TOS

Medsharelaser.com Standard Terms and Conditions of Sale

1. Offer and Acceptance. This Acknowledge is an offer (the “Offer”) by
Medsharelaser.com (“AA”) to sell the aesthetic medical goods or services referenced in the Agreement (the “Products”) to customer. Customer has the option to accept this Offer orally, either in writing or by performance, but Customer’s acceptance, no matter which form it takes, shall not alter these terms or conditions (“Terms”). If Customer has any objections to the Terms listed here, they must make each objection known in writing, with the document signed and dated by the Customer and delivered to AA prior to or at the same time as the Customer’s purchase order or other form of acceptance. Issuing a purchase order which includes a rejection of some or all of these Terms is not a sufficient objection. If AA does not agree with the objection, it shall be deemed as “rejected” and will not be included as part of the parties’ agreement. AA’s failure to bring up objections to any provisions in a purchase order or other communication from Customer (included any type of penalty clause), will not be considered a waiver of these Terms. It will also not be considered as an acceptance by AA of any such provisions.
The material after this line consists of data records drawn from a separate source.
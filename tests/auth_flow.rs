mod common;

use anyhow::{anyhow, Result};
use async_trait::async_trait;
use common::{fixture, login, CORRECT_PW};
use secrecy::SecretString;
use std::{sync::Arc, time::Duration};
use tessera::auth::{
    AuthConfig, Authenticator, ClaimTypes, Clock, Credentials, Identifiers, PrincipalStore,
    RejectionKind, Status, StoreProvider, TokenCodec,
};

#[tokio::test]
async fn u1_lifecycle() -> Result<()> {
    let h = fixture()?;
    let types = ClaimTypes::default();

    // authenticate at t=0
    let issued = h
        .auth
        .authenticate(&Credentials::from_identifier("u1", SecretString::from(CORRECT_PW)))
        .await?;
    assert_eq!(issued.status().code(), 200);
    assert_eq!(issued.expires_at().map(|e| e.timestamp()), Some(3600));
    let t1 = issued.token().ok_or_else(|| anyhow!("no token"))?.to_string();

    let claims = h.codec.parse(&t1, h.clock.now())?.claims;
    assert_eq!(claims.first(&types.id), Some("u1"));
    assert_eq!(claims.first(&types.username), Some("alice"));
    assert_eq!(claims.first(&types.email), Some("alice@tessera.dev"));
    assert_eq!(claims.first(&types.stamp), Some("abc12345"));
    assert_eq!(
        claims.values(&types.role).collect::<Vec<_>>(),
        vec!["admin", "user"]
    );

    // validate at t=100
    h.clock.set(100);
    let valid = h.auth.validate(&t1).await?;
    assert_eq!(valid.status(), Status::Ok);
    assert_eq!(valid.principal().map(|p| p.id.as_str()), Some("u1"));

    // refresh at t=200
    h.clock.set(200);
    let refreshed = h.auth.refresh(&t1, false).await?;
    assert_eq!(refreshed.status(), Status::Ok);
    assert_eq!(refreshed.expires_at().map(|e| e.timestamp()), Some(3800));
    let t2 = refreshed
        .token()
        .ok_or_else(|| anyhow!("no token"))?
        .to_string();

    // the presented token is now stale, the new one is good
    h.clock.set(201);
    let stale = h.auth.validate(&t1).await?;
    assert_eq!(stale.status().code(), 403);
    assert_eq!(stale.message(), Some("Stale token."));
    assert_eq!(h.auth.validate(&t2).await?.status(), Status::Ok);

    // refreshing the old token again is refused
    let again = h.auth.refresh(&t1, false).await?;
    assert_eq!(again.message(), Some("Invalid security stamp."));

    // t2 expires at 3800
    h.clock.set(3800);
    assert_eq!(
        h.auth.validate(&t2).await?.rejection().map(|r| r.kind),
        Some(RejectionKind::TokenExpired)
    );
    Ok(())
}

#[tokio::test]
async fn unknown_identifier_and_wrong_secret_are_indistinguishable() -> Result<()> {
    let h = fixture()?;
    let unknown = h
        .auth
        .authenticate(&Credentials::from_identifier(
            "mallory",
            SecretString::from(CORRECT_PW),
        ))
        .await?;
    let wrong = h
        .auth
        .authenticate(&Credentials::from_identifier("alice", SecretString::from("nope")))
        .await?;
    assert_eq!(unknown, wrong);
    assert_eq!(unknown.status().code(), 403);
    Ok(())
}

#[tokio::test]
async fn each_authentication_gets_a_fresh_token_id() -> Result<()> {
    let h = fixture()?;
    let a = login(&h, "u1").await?;
    let b = login(&h, "u1").await?;
    let id_a = h.codec.parse(&a, h.clock.now())?.claims.token_id().map(str::to_string);
    let id_b = h.codec.parse(&b, h.clock.now())?.claims.token_id().map(str::to_string);
    assert!(id_a.is_some());
    assert_ne!(id_a, id_b);
    Ok(())
}

#[tokio::test]
async fn identifier_candidates_fall_through() -> Result<()> {
    let h = fixture()?;
    let credentials = Credentials::new(
        Identifiers {
            id: Some("no-such-id".to_string()),
            username: None,
            email: Some("ALICE@tessera.dev".to_string()),
        },
        SecretString::from(CORRECT_PW),
    );
    let result = h.auth.authenticate(&credentials).await?;
    assert_eq!(result.status(), Status::Ok);
    Ok(())
}

#[tokio::test]
async fn skip_stamp_check_rescues_a_stale_token_and_rotates() -> Result<()> {
    let h = fixture()?;
    let t1 = login(&h, "u1").await?;
    h.store.set_stamp("u1", Some("rotated-by-admin".to_string())).await;
    assert_eq!(h.auth.validate(&t1).await?.status(), Status::Rejected);

    let forced = h.auth.refresh(&t1, true).await?;
    assert_eq!(forced.status(), Status::Ok);
    let stamp = h.store.principal("u1").await.and_then(|p| p.stamp);
    assert!(stamp.is_some_and(|s| s != "rotated-by-admin"));
    Ok(())
}

#[tokio::test]
async fn unstamped_principal_round_trips_with_sentinel() -> Result<()> {
    let h = fixture()?;
    h.store.set_stamp("u1", None).await;
    let token = login(&h, "u1").await?;
    let claims = h.codec.parse(&token, h.clock.now())?.claims;
    assert_eq!(claims.first(&ClaimTypes::default().stamp), Some("00000000"));
    assert_eq!(h.auth.validate(&token).await?.status(), Status::Ok);
    Ok(())
}

#[tokio::test]
async fn tampered_signature_is_malformed() -> Result<()> {
    let h = fixture()?;
    let token = login(&h, "u1").await?;
    let mut parts: Vec<String> = token.split('.').map(str::to_string).collect();
    if let Some(sig) = parts.get_mut(2) {
        *sig = sig.chars().rev().collect();
    }
    let tampered = parts.join(".");
    let result = h.auth.validate(&tampered).await?;
    assert_eq!(
        result.rejection().map(|r| r.kind),
        Some(RejectionKind::TokenMalformed)
    );
    Ok(())
}

struct BrokenStore;

#[async_trait]
impl StoreProvider for BrokenStore {
    async fn scope(&self) -> Result<Box<dyn PrincipalStore>> {
        Err(anyhow!("store unreachable"))
    }
}

struct StalledStore;

#[async_trait]
impl StoreProvider for StalledStore {
    async fn scope(&self) -> Result<Box<dyn PrincipalStore>> {
        tokio::time::sleep(Duration::from_secs(3600)).await;
        Err(anyhow!("unreachable"))
    }
}

fn authenticator_over(stores: Arc<dyn StoreProvider>, timeout: Duration) -> Result<Authenticator> {
    Ok(Authenticator::new(
        AuthConfig::new().with_call_timeout(Some(timeout)),
        stores,
        Arc::new(common::fast_verifier()?),
        Arc::new(common::codec()?),
    ))
}

#[tokio::test]
async fn store_failures_are_faults_not_rejections() -> Result<()> {
    let auth = authenticator_over(Arc::new(BrokenStore), Duration::from_secs(1))?;
    let err = auth
        .authenticate(&Credentials::from_identifier("u1", SecretString::from(CORRECT_PW)))
        .await
        .err()
        .map(|e| e.to_string());
    assert_eq!(err.as_deref(), Some("store unreachable"));
    assert!(auth.validate("a.b.c").await.is_err());
    Ok(())
}

#[tokio::test]
async fn calls_past_the_deadline_fail() -> Result<()> {
    let auth = authenticator_over(Arc::new(StalledStore), Duration::from_millis(50))?;
    let err = auth.refresh("a.b.c", false).await.err().map(|e| e.to_string());
    assert!(err.is_some_and(|e| e.contains("deadline")));
    Ok(())
}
If there are terms which within the Customer’s purchase order or other document that are additional to these terms or difference from them will be rejected unless they have been officially accepted by AA in a separate document that has been signed by the Customer and by an authorized representative of USS. This is regardless of whether these other terms would materially alter these Terms. Any course of dealing which differs from these Terms shall apply. AA holds the right correct any clerical or typographical errors in pricing, quotations, specifications or acknowledgments.

2. Pricing. Prices on AA are subject to change without prior notice. All prices are quoted in US dollars and are FOB point of shipment. Product prices do not include taxes (sales, excise, use, ad valorem, etc), delivery and freight charges or any import/export duties unless they have been otherwise noted on the Agreement. Such charges may be prepaid by AA and added to Customer’s invoice.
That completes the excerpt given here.